While the earthly kingdoms are beastly, savage and cruel, this ruler is human. Not just human. Not merely human. But truly human. The ideal human being as created and intended by God. His kingdom begins while the beastly kingdoms were allowed to live for a period of time. But his kingdom outlasts them all.

Jesus said, this is me. It reminds us that our Lord Jesus is the one, true human being who lived the one, true, authentic and genuine human life. Who shows by his love for others and his trust and obedience for his heavenly Father what we were made to be. His kingdom is not built on violence and threats but on the good news that announces that the Ancient of Days is our heavenly Father and that Jesus Christ is his one, true Son. Nor is his kingdom won by armies and battles, but by the world changing events of the death and resurrection of Jesus.

Are you the Christ? he was asked by the high priest, the Son of the Blessed One? “I am,” said Jesus. “And you will see the Son of Man sitting at the right hand of the Might One and coming on the clouds of heaven.”

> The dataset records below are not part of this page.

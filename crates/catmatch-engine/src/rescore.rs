use catmatch_core::{CatalogEntry, EntryScores, FusionWeights, Vendor};

use crate::rank::score_pair;

/// Whether any cached column of `entry` is stale.
///
/// A missing price difference only counts when both prices are present.
#[must_use]
pub fn needs_rescore(entry: &CatalogEntry) -> bool {
    entry.cached_scores().is_none()
        || (entry.price_difference.is_none()
            && entry.tunisianet_price.is_some()
            && entry.mytek_price.is_some())
}

/// Recompute cached scores for entries that need it, or for all of them when
/// `force` is set. Entries missing either side are skipped.
#[must_use]
pub fn rescore(entries: &[CatalogEntry], weights: FusionWeights, force: bool) -> Vec<EntryScores> {
    entries
        .iter()
        .filter(|entry| force || needs_rescore(entry))
        .filter_map(|entry| {
            let source = entry.record(Vendor::Tunisianet)?;
            let candidate = entry.record(Vendor::Mytek)?;
            let scored = score_pair(&source, &candidate, weights);
            let price_difference = source
                .comparable_price()
                .zip(candidate.comparable_price())
                .map(|(a, b)| (a - b).abs());

            Some(EntryScores {
                id: entry.id,
                reference_similarity: scored.reference_similarity,
                name_similarity: scored.name_similarity,
                average_similarity: scored.average_similarity,
                price_difference,
            })
        })
        .collect()
}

Jesus isn’t talking about a second coming in the remote future, but something that the high priest will see in his lifetime with his own eyes. And what the high priest saw was the crucifixion of Jesus, the one, true human being giving his one, true humane life for the inhumanity of lost humanity. With this sacrifice Jesus won the right to approach his Father, the Ancient of Days, and to receive his eternal kingdom for the sake of those who will believe in him and find their broken humanity restored in him. His kingdom will outlive the United Nations, the British Empire and the Commonwealth of Australia. Long after both the Liberal and Labor parties are forgotten, Jesus will still rule. When Kim Jong Un is dead and buried, Jesus will still live for us.

It reminds us that history is a scary story with a happy ending. The news on the TV or in the paper or on the internet is full of scary stuff. Things that should not happen happen every day. But injustice will not go unpunished. Violence and cruelty will not reign forever. And humanity will not be lost for all time in its inhumanity. For the Son of Man, Jesus, has come. He has won the right to his eternal throne by his obedience to his Father’s will. He rules over a kingdom of forgiveness and love and of justice and peace. And those who persevere and maintain their faith in him will not perish but live with him forever.

It is a call for us not to be frightened. It is a call for us to trust in the Lord Jesus and to seek in him a better and more humane humanity.